One moment Maria El Asmar was in a convertible with her three best friends, driving through her home city on the eve of her 22nd birthday.
The next she was hitting the pavement, blood streaming down both sides of her head as she looked for somewhere to hide.
Maria was convinced her country was at war.
“While seeing my best friend completely covered in blood running in front of me, I remember feeling like I really didn’t want to die now and began praying while running,” she told The New Daily.
To keep herself going, Maria repeated a mantra about her future plans: “You’re going to Italy. You’re going to study medicine. Everything is going to be all right”.
But the future was hard to imagine while Beirut was collapsing around her. And a path out of the danger impossible to see – literally.
Maria was just one of more than 6000 people injured in the explosion that has rocked the country.
At least 163 people were killed when thousands of tonnes of dangerous ammonium nitrate exploded in the city’s port last week.
This has resulted in the resignation of Lebanon’s government.
The death toll from the explosion is certain to rise; people are still missing, and hopes anyone could have survived so long under the debris are fading.
Thousands of people have been left homeless.

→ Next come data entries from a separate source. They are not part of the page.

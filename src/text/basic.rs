//! Built-in 5×7 bitmap face.
//!
//! Used as the last step of the font fallback chain, so a render never fails
//! for lack of a font file, and as a fixed-metrics face in tests. Glyphs are
//! uppercase-only (lowercase input is drawn as uppercase), sit on the
//! baseline with no descenders, and all share one advance width.
//!
//! Each glyph is a 5-wide × 7-tall cell scaled by an integer `unit`
//! derived from the requested pixel size (`px / 8`, at least 1). The
//! advance is 6 units: the cell plus one unit of spacing.

use super::face::{FontFace, GlyphMetrics};

const CELL_W: u32 = 5;
const CELL_H: u32 = 7;
const ADVANCE_UNITS: u32 = 6;

/// Rows top to bottom; bit 4 is the leftmost column.
type Bitmap = [u8; CELL_H as usize];

/// Drawn for characters the table does not cover.
const MISSING: Bitmap = [
    0b11111, 0b10001, 0b10001, 0b10001, 0b10001, 0b10001, 0b11111,
];

fn bitmap(ch: char) -> Option<Bitmap> {
    let rows = match ch.to_ascii_uppercase() {
        'A' => [0b01110, 0b10001, 0b10001, 0b11111, 0b10001, 0b10001, 0b10001],
        'B' => [0b11110, 0b10001, 0b10001, 0b11110, 0b10001, 0b10001, 0b11110],
        'C' => [0b01110, 0b10001, 0b10000, 0b10000, 0b10000, 0b10001, 0b01110],
        'D' => [0b11110, 0b10001, 0b10001, 0b10001, 0b10001, 0b10001, 0b11110],
        'E' => [0b11111, 0b10000, 0b10000, 0b11110, 0b10000, 0b10000, 0b11111],
        'F' => [0b11111, 0b10000, 0b10000, 0b11110, 0b10000, 0b10000, 0b10000],
        'G' => [0b01110, 0b10001, 0b10000, 0b10111, 0b10001, 0b10001, 0b01111],
        'H' => [0b10001, 0b10001, 0b10001, 0b11111, 0b10001, 0b10001, 0b10001],
        'I' => [0b01110, 0b00100, 0b00100, 0b00100, 0b00100, 0b00100, 0b01110],
        'J' => [0b00111, 0b00010, 0b00010, 0b00010, 0b00010, 0b10010, 0b01100],
        'K' => [0b10001, 0b10010, 0b10100, 0b11000, 0b10100, 0b10010, 0b10001],
        'L' => [0b10000, 0b10000, 0b10000, 0b10000, 0b10000, 0b10000, 0b11111],
        'M' => [0b10001, 0b11011, 0b10101, 0b10101, 0b10001, 0b10001, 0b10001],
        'N' => [0b10001, 0b10001, 0b11001, 0b10101, 0b10011, 0b10001, 0b10001],
        'O' => [0b01110, 0b10001, 0b10001, 0b10001, 0b10001, 0b10001, 0b01110],
        'P' => [0b11110, 0b10001, 0b10001, 0b11110, 0b10000, 0b10000, 0b10000],
        'Q' => [0b01110, 0b10001, 0b10001, 0b10001, 0b10101, 0b10010, 0b01101],
        'R' => [0b11110, 0b10001, 0b10001, 0b11110, 0b10100, 0b10010, 0b10001],
        'S' => [0b01111, 0b10000, 0b10000, 0b01110, 0b00001, 0b00001, 0b11110],
        'T' => [0b11111, 0b00100, 0b00100, 0b00100, 0b00100, 0b00100, 0b00100],
        'U' => [0b10001, 0b10001, 0b10001, 0b10001, 0b10001, 0b10001, 0b01110],
        'V' => [0b10001, 0b10001, 0b10001, 0b10001, 0b10001, 0b01010, 0b00100],
        'W' => [0b10001, 0b10001, 0b10001, 0b10101, 0b10101, 0b10101, 0b01010],
        'X' => [0b10001, 0b10001, 0b01010, 0b00100, 0b01010, 0b10001, 0b10001],
        'Y' => [0b10001, 0b10001, 0b10001, 0b01010, 0b00100, 0b00100, 0b00100],
        'Z' => [0b11111, 0b00001, 0b00010, 0b00100, 0b01000, 0b10000, 0b11111],
        '0' => [0b01110, 0b10001, 0b10011, 0b10101, 0b11001, 0b10001, 0b01110],
        '1' => [0b00100, 0b01100, 0b00100, 0b00100, 0b00100, 0b00100, 0b01110],
        '2' => [0b01110, 0b10001, 0b00001, 0b00010, 0b00100, 0b01000, 0b11111],
        '3' => [0b11111, 0b00010, 0b00100, 0b00010, 0b00001, 0b10001, 0b01110],
        '4' => [0b00010, 0b00110, 0b01010, 0b10010, 0b11111, 0b00010, 0b00010],
        '5' => [0b11111, 0b10000, 0b11110, 0b00001, 0b00001, 0b10001, 0b01110],
        '6' => [0b00110, 0b01000, 0b10000, 0b11110, 0b10001, 0b10001, 0b01110],
        '7' => [0b11111, 0b00001, 0b00010, 0b00100, 0b01000, 0b01000, 0b01000],
        '8' => [0b01110, 0b10001, 0b10001, 0b01110, 0b10001, 0b10001, 0b01110],
        '9' => [0b01110, 0b10001, 0b10001, 0b01111, 0b00001, 0b00010, 0b01100],
        '.' => [0b00000, 0b00000, 0b00000, 0b00000, 0b00000, 0b01100, 0b01100],
        ',' => [0b00000, 0b00000, 0b00000, 0b00000, 0b01100, 0b00100, 0b01000],
        '!' => [0b00100, 0b00100, 0b00100, 0b00100, 0b00100, 0b00000, 0b00100],
        '?' => [0b01110, 0b10001, 0b00001, 0b00010, 0b00100, 0b00000, 0b00100],
        '\'' => [0b00100, 0b00100, 0b01000, 0b00000, 0b00000, 0b00000, 0b00000],
        '"' => [0b01010, 0b01010, 0b00000, 0b00000, 0b00000, 0b00000, 0b00000],
        '-' => [0b00000, 0b00000, 0b00000, 0b11111, 0b00000, 0b00000, 0b00000],
        '+' => [0b00000, 0b00100, 0b00100, 0b11111, 0b00100, 0b00100, 0b00000],
        ':' => [0b00000, 0b01100, 0b01100, 0b00000, 0b01100, 0b01100, 0b00000],
        '/' => [0b00000, 0b00001, 0b00010, 0b00100, 0b01000, 0b10000, 0b00000],
        '(' => [0b00010, 0b00100, 0b01000, 0b01000, 0b01000, 0b00100, 0b00010],
        ')' => [0b01000, 0b00100, 0b00010, 0b00010, 0b00010, 0b00100, 0b01000],
        '&' => [0b01100, 0b10010, 0b10100, 0b01000, 0b10101, 0b10010, 0b01101],
        '%' => [0b11000, 0b11001, 0b00010, 0b00100, 0b01000, 0b10011, 0b00011],
        '#' => [0b01010, 0b01010, 0b11111, 0b01010, 0b11111, 0b01010, 0b01010],
        '$' => [0b00100, 0b01111, 0b10100, 0b01110, 0b00101, 0b11110, 0b00100],
        _ => return None,
    };
    Some(rows)
}

/// The built-in bitmap face at a given pixel size.
#[derive(Debug, Clone, Copy, PartialEq)]
pub struct BasicFace {
    px: f32,
    unit: u32,
}

impl BasicFace {
    pub fn new(px: f32) -> Self {
        let unit = (px / 8.0).round().max(1.0) as u32;
        Self { px, unit }
    }

    /// Pixel size of one bitmap cell.
    pub fn unit(&self) -> u32 {
        self.unit
    }

    fn advance(&self) -> f32 {
        (ADVANCE_UNITS * self.unit) as f32
    }
}

impl FontFace for BasicFace {
    fn size(&self) -> f32 {
        self.px
    }

    fn metrics(&self, ch: char) -> GlyphMetrics {
        if ch.is_whitespace() {
            return GlyphMetrics {
                advance: self.advance(),
                ..GlyphMetrics::default()
            };
        }
        GlyphMetrics {
            xmin: 0,
            ymin: 0,
            width: CELL_W * self.unit,
            height: CELL_H * self.unit,
            advance: self.advance(),
        }
    }

    fn rasterize(&self, ch: char) -> (GlyphMetrics, Vec<u8>) {
        let metrics = self.metrics(ch);
        if metrics.width == 0 {
            return (metrics, Vec::new());
        }
        let rows = bitmap(ch).unwrap_or(MISSING);
        let (w, h) = (metrics.width as usize, metrics.height as usize);
        let unit = self.unit as usize;
        let mut coverage = vec![0u8; w * h];
        for y in 0..h {
            let row = rows[y / unit];
            for x in 0..w {
                let column = x / unit;
                if row & (1 << (CELL_W as usize - 1 - column)) != 0 {
                    coverage[y * w + x] = 255;
                }
            }
        }
        (metrics, coverage)
    }
}

#[cfg(test)]
mod tests {
    use super::*;

    #[test]
    fn unit_scales_with_size() {
        assert_eq!(BasicFace::new(4.0).unit(), 1);
        assert_eq!(BasicFace::new(8.0).unit(), 1);
        assert_eq!(BasicFace::new(70.0).unit(), 9);
        assert_eq!(BasicFace::new(124.0).unit(), 16);
    }

    #[test]
    fn space_has_advance_but_no_ink() {
        let face = BasicFace::new(16.0);
        let (m, bitmap) = face.rasterize(' ');
        assert_eq!(m.advance, 12.0);
        assert_eq!((m.width, m.height), (0, 0));
        assert!(bitmap.is_empty());
    }

    #[test]
    fn lowercase_draws_as_uppercase() {
        let face = BasicFace::new(16.0);
        assert_eq!(face.rasterize('g').1, face.rasterize('G').1);
    }

    #[test]
    fn rasterized_cell_is_scaled_by_unit() {
        let face = BasicFace::new(16.0);
        let (m, bitmap) = face.rasterize('I');
        assert_eq!((m.width, m.height), (10, 14));
        assert_eq!(bitmap.len(), 140);
        // Top bar of 'I' covers columns 1..4 of the cell, i.e. pixels 2..8.
        assert_eq!(&bitmap[0..10], &[0, 0, 255, 255, 255, 255, 255, 255, 0, 0]);
    }

    #[test]
    fn unknown_character_draws_a_box() {
        let face = BasicFace::new(8.0);
        let (_, bitmap) = face.rasterize('€');
        assert_eq!(&bitmap[0..5], &[255; 5]);
        assert_eq!(bitmap[5], 255);
        assert_eq!(bitmap[6], 0);
    }
}
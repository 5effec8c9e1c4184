use std::process::Command;

fn git(args: &[&str]) -> Option<String> {
    Command::new("git")
        .args(args)
        .output()
        .ok()
        .filter(|o| o.status.success())
        .map(|o| String::from_utf8_lossy(&o.stdout).trim().to_string())
}

fn main() {
    println!("cargo:rerun-if-changed=.git/HEAD");
    println!("cargo:rerun-if-changed=.git/refs/");

    let hash = git(&["rev-parse", "--short", "HEAD"]).unwrap_or_default();
    let release = git(&["describe", "--exact-match", "--tags", "HEAD"]).is_some();

    println!("cargo:rustc-env=ADCRAFT_GIT_HASH={hash}");
    println!("cargo:rustc-env=ADCRAFT_RELEASE_BUILD={release}");
}
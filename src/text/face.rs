//! Font faces: the metrics handle the layout engine measures with.
//!
//! A [`FontFace`] is a font at one pixel size. The layout code never looks
//! at font files or family names; it only asks a face for glyph metrics and
//! coverage bitmaps. Two faces ship with the crate:
//!
//! - [`OutlineFace`]: a TrueType/OpenType font rasterized with `fontdue`.
//! - [`BasicFace`](super::basic::BasicFace): a built-in bitmap face with
//!   fixed metrics, used when no font file resolves (and in tests).
//!
//! Glyph metrics follow the `fontdue` convention: `ymin` is the offset of
//! the bitmap's bottom edge from the baseline, positive upward.

use std::sync::Arc;

/// Placement and size of one rasterized glyph.
#[derive(Debug, Clone, Copy, PartialEq, Default)]
pub struct GlyphMetrics {
    /// Left edge of the bitmap relative to the pen position.
    pub xmin: i32,
    /// Bottom edge of the bitmap relative to the baseline (positive up).
    pub ymin: i32,
    pub width: u32,
    pub height: u32,
    /// Horizontal pen advance in pixels.
    pub advance: f32,
}

impl GlyphMetrics {
    fn has_ink(&self) -> bool {
        self.width > 0 && self.height > 0
    }
}

/// A font at a fixed pixel size.
pub trait FontFace: Send + Sync {
    /// Nominal pixel size of the face.
    fn size(&self) -> f32;

    /// Metrics for a single character, without rasterizing it.
    fn metrics(&self, ch: char) -> GlyphMetrics;

    /// Coverage bitmap (row-major, one byte per pixel) for a single character.
    fn rasterize(&self, ch: char) -> (GlyphMetrics, Vec<u8>);
}

/// Vertical ink extent of a string relative to its baseline.
#[derive(Debug, Clone, Copy, PartialEq, Eq, Default)]
pub struct InkExtent {
    /// Pixels of ink above the baseline.
    pub above: i32,
    /// Pixels of ink below the baseline.
    pub below: i32,
}

impl InkExtent {
    pub fn height(&self) -> u32 {
        (self.above + self.below).max(0) as u32
    }
}

/// Advance width of `text` in whole pixels (rounded up).
pub fn text_width(face: &dyn FontFace, text: &str) -> u32 {
    let width: f32 = text.chars().map(|ch| face.metrics(ch).advance).sum();
    width.ceil().max(0.0) as u32
}

/// Ink extent of `text`: the tallest ascent and deepest descent of its glyphs.
///
/// Strings without visible ink (empty or all spaces) have a zero extent.
pub fn ink_extent(face: &dyn FontFace, text: &str) -> InkExtent {
    let mut extent: Option<InkExtent> = None;
    for ch in text.chars() {
        let m = face.metrics(ch);
        if !m.has_ink() {
            continue;
        }
        let above = m.ymin + m.height as i32;
        let below = -m.ymin;
        extent = Some(match extent {
            Some(e) => InkExtent {
                above: e.above.max(above),
                below: e.below.max(below),
            },
            None => InkExtent { above, below },
        });
    }
    extent.unwrap_or_default()
}

/// Glyph pair with both an ascender and a descender, used for line height.
pub const REFERENCE_GLYPHS: &str = "Ag";

/// Line height of a face: the ink height of [`REFERENCE_GLYPHS`].
///
/// Every line of a block uses this height regardless of its own content,
/// so lines without descenders do not collapse.
pub fn reference_line_height(face: &dyn FontFace) -> u32 {
    ink_extent(face, REFERENCE_GLYPHS).height().max(1)
}

/// A TrueType/OpenType font rasterized with `fontdue`.
///
/// The parsed font is shared; faces at different sizes are cheap.
#[derive(Clone)]
pub struct OutlineFace {
    font: Arc<fontdue::Font>,
    px: f32,
}

impl OutlineFace {
    pub fn new(font: Arc<fontdue::Font>, px: f32) -> Self {
        Self { font, px }
    }

    /// Parse font bytes into a shareable `fontdue` font.
    pub fn parse(bytes: &[u8]) -> Result<Arc<fontdue::Font>, String> {
        fontdue::Font::from_bytes(bytes, fontdue::FontSettings::default())
            .map(Arc::new)
            .map_err(str::to_string)
    }
}

impl std::fmt::Debug for OutlineFace {
    fn fmt(&self, f: &mut std::fmt::Formatter<'_>) -> std::fmt::Result {
        f.debug_struct("OutlineFace")
            .field("name", &self.font.name())
            .field("px", &self.px)
            .finish()
    }
}

fn convert(m: fontdue::Metrics) -> GlyphMetrics {
    GlyphMetrics {
        xmin: m.xmin,
        ymin: m.ymin,
        width: m.width as u32,
        height: m.height as u32,
        advance: m.advance_width,
    }
}

impl FontFace for OutlineFace {
    fn size(&self) -> f32 {
        self.px
    }

    fn metrics(&self, ch: char) -> GlyphMetrics {
        convert(self.font.metrics(ch, self.px))
    }

    fn rasterize(&self, ch: char) -> (GlyphMetrics, Vec<u8>) {
        let (m, bitmap) = self.font.rasterize(ch, self.px);
        (convert(m), bitmap)
    }
}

Maria had been struck by a large rock. Once out of the car and running from the scene, the blood covered Maria’s eyes to the extent that she thought she’d gone blind.
Her mum, Patricia Barakat, said Lebanon has experienced many tragedies, but “this time, as my daughter said to me, we feel and realise that Lebanon is dead”.
When Maria leaves for Italy to study medicine – and she’s determined she will still go – she’s adamant she isn’t coming back home.
“This breaks my heart,” Patricia said.
Hearts are breaking all over the city.
Abbas Sibai is mourning the loss of three childhood friends killed in the port blast.
Two other friends are missing. Another had his hand blown off.
Abbas, 33, doesn’t know how he survived.
A multi-area project co-ordinator for World Vision, he had been working inside his office located three kilometres from Beirut’s port when the building started to shake.
Within seconds, Abbas found himself buried under a collapsed wall.
“If our office and where I was was totally smashed, what would be the situation in the other closer areas?” he said.
“This is the thing that I’m not able to comprehend.”
Nearby, Save the Children worker Nour Wahid had decided to go home earlier than usual that day.
She recalled lying on her bed, talking to her sister who was sitting beside her when they felt what they thought was a “massive earthquake”.
“We heard the screams around us and from far away,” Nour said, recalling they ran into the hallway to take cover.
The front door detached from the hinge, knocking Nour and her sister to the ground.
Meanwhile, her panicked nieces – who were on the balcony – started running barefoot over broken glass.
At this time, a close friend of hers who had given birth about a month ago was in an Adidas shop looking to buy a gift for someone.
She is now in a coma.
Near the port area, a teacher who had taught Nour in university was in his apartment.
He is now dead.
“I have a friend whose brother died as well and another one who has died also. There are many if I cite them for you, you would end up with a list of names,” Nour said.
Architect Mahmoud Mroueh, 28, lives six kilometres from the port but was outside Beirut when the explosion happened. He is yet to return home.
“Every Lebanese living in Beirut used to visit that area at least once a week if they’re not working there,” Mahmoud said.
“Even if I want to leave Beirut to go somewhere to the north of Lebanon I have to drive near the port.
“It’s terrifying to know that anyone could have been a victim of that explosion.”